Осенью 1904 года я снова приехал в Милан, чтобы петь исключительно современный репертуар в театре Лирико. Одной из наиболее значительных удач моей артистической карьеры считается выступление в Лирико в роли Каскара в «Заза» Леонкавалло. За необыкновенно комическую трактовку персонажа мне с энтузиазмом аплодировали в течение всей оперы, и с самого первого представления я был вынужден повторять, по крайней мере раза три, знаменитую арию четвертого действия «Заза, малютка цыганка», в которой голос мой отличался особой выразительностью и неисчерпаемым богатством звучания. Я был буквально накануне отъезда в Россию. Поездка моя туда была обусловлена контрактом, заключенным по всем правилам. И вот, после «Заза» многие импресарио были готовы уплатить неустойку, лишь бы я остался выступать в театрах Италии. Но я не поддался уговорам, считая предлагаемый мне поступок некорректным, чтобы не сказать — нечестным по отношению к организовавшей мою поездку импресарио Лубковской: она уже раньше обещала мне и теперь подтвердила свое обещание сделать буквально невозможное, чтобы с честью представить меня одесской театральной публике. И я, верный заключенному контракту, в середине ноября отбыл в Одессу.
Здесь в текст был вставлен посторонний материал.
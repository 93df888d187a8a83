//! `propdesk-scheduler`: persisted back-office task scheduler.
//!
//! # Overview
//!
//! Tasks live in a SQLite `tasks` table (or in memory for tests). An external
//! trigger calls [`engine::TaskManager::run_due`] once per tick. Every due
//! task is routed by its type to a [`handlers::TaskHandler`]. Its run
//! counters and its result or error are recorded, and its next run is
//! computed from the observed start time.
//!
//! # Frequencies
//!
//! | Label     | Next run after a start at `t`                  |
//! |-----------|------------------------------------------------|
//! | `MANUAL`  | never (explicit invocation only)               |
//! | `HOURLY`  | `t + 1h`                                       |
//! | `DAILY`   | `t + 24h`                                      |
//! | `WEEKLY`  | `t + 7d`                                       |
//! | `MONTHLY` | `t + 1 month`, clamped to the month's last day |
//! | `YEARLY`  | `t + 12 months`, same clamp                    |

pub mod catalog;
pub mod clock;
pub mod db;
pub mod engine;
pub mod error;
pub mod handlers;
pub mod schedule;
pub mod store;
pub mod types;

pub use catalog::{default_catalog, CatalogEntry};
pub use clock::{Clock, ManualClock, SystemClock};
pub use engine::{BootstrapReport, Execution, Outcome, SweepReport, TaskManager};
pub use error::{Result, SchedulerError, StoreError};
pub use handlers::{HandlerError, HandlerRegistry, TaskHandler};
pub use store::{MemoryTaskStore, SqliteTaskStore, TaskStore};
pub use types::{Frequency, NewTask, ParamValue, Task, TaskParams, TaskStatus};
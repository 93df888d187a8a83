use clap::{Parser, Subcommand};

/// Property back-office task scheduler.
#[derive(Debug, Parser)]
#[command(name = "propdesk", version, about)]
pub struct Cli {
    /// Config file (default: $PROPDESK_CONFIG, then ~/.propdesk/propdesk.toml).
    #[arg(long, global = true)]
    pub config: Option<String>,

    #[command(subcommand)]
    pub command: Command,
}

#[derive(Debug, Subcommand)]
pub enum Command {
    /// Seed the default tasks; existing ones keep their schedule and history.
    Bootstrap,
    /// List all tasks.
    List {
        #[arg(long)]
        json: bool,
    },
    /// Show one task in full.
    Inspect {
        id: String,
        #[arg(long)]
        json: bool,
    },
    /// Run one task now, whatever its status or frequency.
    Run { id: String },
    /// Run every task that is due now.
    RunDue,
    /// Let sweeps pick the task up again.
    Activate { id: String },
    /// Keep sweeps away from the task; it can still be run by hand.
    Deactivate { id: String },
    /// Change how often the task runs (MANUAL, HOURLY, DAILY, WEEKLY, MONTHLY, YEARLY).
    SetFrequency { id: String, frequency: String },
    /// Delete a task.
    Delete { id: String },
    /// Sweep every `scheduler.tick_secs` until interrupted.
    Serve,
}

#[cfg(test)]
mod tests {
    use super::*;

    #[test]
    fn parses_subcommands() {
        let cli = Cli::parse_from(["propdesk", "--config", "/tmp/p.toml", "inspect", "abc", "--json"]);
        assert_eq!(cli.config.as_deref(), Some("/tmp/p.toml"));
        assert!(matches!(cli.command, Command::Inspect { ref id, json: true } if id == "abc"));

        let cli = Cli::parse_from(["propdesk", "set-frequency", "abc", "monthly"]);
        assert!(matches!(cli.command, Command::SetFrequency { ref frequency, .. } if frequency == "monthly"));

        let cli = Cli::parse_from(["propdesk", "run-due"]);
        assert!(matches!(cli.command, Command::RunDue));
    }

    #[test]
    fn verify_command_definition() {
        use clap::CommandFactory;
        Cli::command().debug_assert();
    }
}
use std::sync::Arc;

use async_trait::async_trait;

use super::{HandlerContext, HandlerError, TaskHandler};
use crate::types::TaskParams;

pub const TEST_EMAIL_CONFIG: &str = "TEST_EMAIL_CONFIG";

/// Checks that the configured mail relay would accept mail for a recipient.
///
/// Returns the relay's own description of the exchange on success.
#[async_trait]
pub trait MailProbe: Send + Sync {
    async fn probe(&self, recipient: &str) -> Result<String, HandlerError>;
}

pub struct TestEmailConfig {
    mail: Arc<dyn MailProbe>,
}

impl TestEmailConfig {
    pub fn new(mail: Arc<dyn MailProbe>) -> Self {
        Self { mail }
    }
}

#[async_trait]
impl TaskHandler for TestEmailConfig {
    async fn run(&self, _ctx: &HandlerContext, params: &TaskParams) -> Result<String, HandlerError> {
        let recipient = params.require_str("recipient")?.trim();
        if !is_plausible_address(recipient) {
            return Err(HandlerError::InvalidParameter {
                key: "recipient".to_string(),
                reason: format!("not an email address: {recipient:?}"),
            });
        }
        let answer = self.mail.probe(recipient).await?;
        Ok(format!("mail relay accepted test recipient {recipient}: {answer}"))
    }
}

fn is_plausible_address(s: &str) -> bool {
    match s.split_once('@') {
        Some((local, domain)) => {
            !local.is_empty()
                && !domain.is_empty()
                && !domain.contains('@')
                && !s.chars().any(char::is_whitespace)
        }
        None => false,
    }
}

#[cfg(test)]
mod tests {
    use super::*;
    use chrono::Utc;
    use std::sync::Mutex;

    #[derive(Default)]
    struct RecordingProbe {
        seen: Mutex<Vec<String>>,
    }

    #[async_trait]
    impl MailProbe for RecordingProbe {
        async fn probe(&self, recipient: &str) -> Result<String, HandlerError> {
            self.seen.lock().unwrap().push(recipient.to_string());
            Ok("250 OK".to_string())
        }
    }

    fn ctx() -> HandlerContext {
        HandlerContext {
            task_id: "t".into(),
            task_type: TEST_EMAIL_CONFIG.into(),
            started_at: Utc::now(),
        }
    }

    #[tokio::test]
    async fn probes_recipient() {
        let probe = Arc::new(RecordingProbe::default());
        let handler = TestEmailConfig::new(probe.clone());
        let params = TaskParams::new().with("recipient", " ops@example.org ");
        let summary = handler.run(&ctx(), &params).await.unwrap();
        assert!(summary.contains("ops@example.org"));
        assert!(summary.contains("250 OK"));
        assert_eq!(*probe.seen.lock().unwrap(), vec!["ops@example.org"]);
    }

    #[tokio::test]
    async fn rejects_missing_or_bad_recipient() {
        let probe = Arc::new(RecordingProbe::default());
        let handler = TestEmailConfig::new(probe.clone());

        let err = handler.run(&ctx(), &TaskParams::new()).await.unwrap_err();
        assert!(matches!(err, HandlerError::MissingParameter { .. }));

        let bad = TaskParams::new().with("recipient", "not-an-address");
        let err = handler.run(&ctx(), &bad).await.unwrap_err();
        assert!(matches!(err, HandlerError::InvalidParameter { .. }));
        assert!(probe.seen.lock().unwrap().is_empty());
    }

    #[test]
    fn address_plausibility() {
        assert!(is_plausible_address("a@b"));
        assert!(!is_plausible_address("@b"));
        assert!(!is_plausible_address("a@"));
        assert!(!is_plausible_address("a@b@c"));
        assert!(!is_plausible_address("a b@c"));
    }
}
Попал я туда в страшнейший холод. Город, покрытый снегом, убогий, мрачный, объятый гробовым молчанием, произвел на меня удручающее впечатление. По длинным улицам проносились иногда сани, запряженные великолепными лошадьми, от которых шел пар и которыми правили мужчины, закутанные в шубы и одеяла. Неожиданный звон колокольчиков, прикрепленных к сбруе, на одно мгновение врывался представлением о каком-то веселье, но это только еще больше подчеркивало окружающую тишину. Мне казалось, я попал в неизвестность, заблудился на какой-то далекой планете.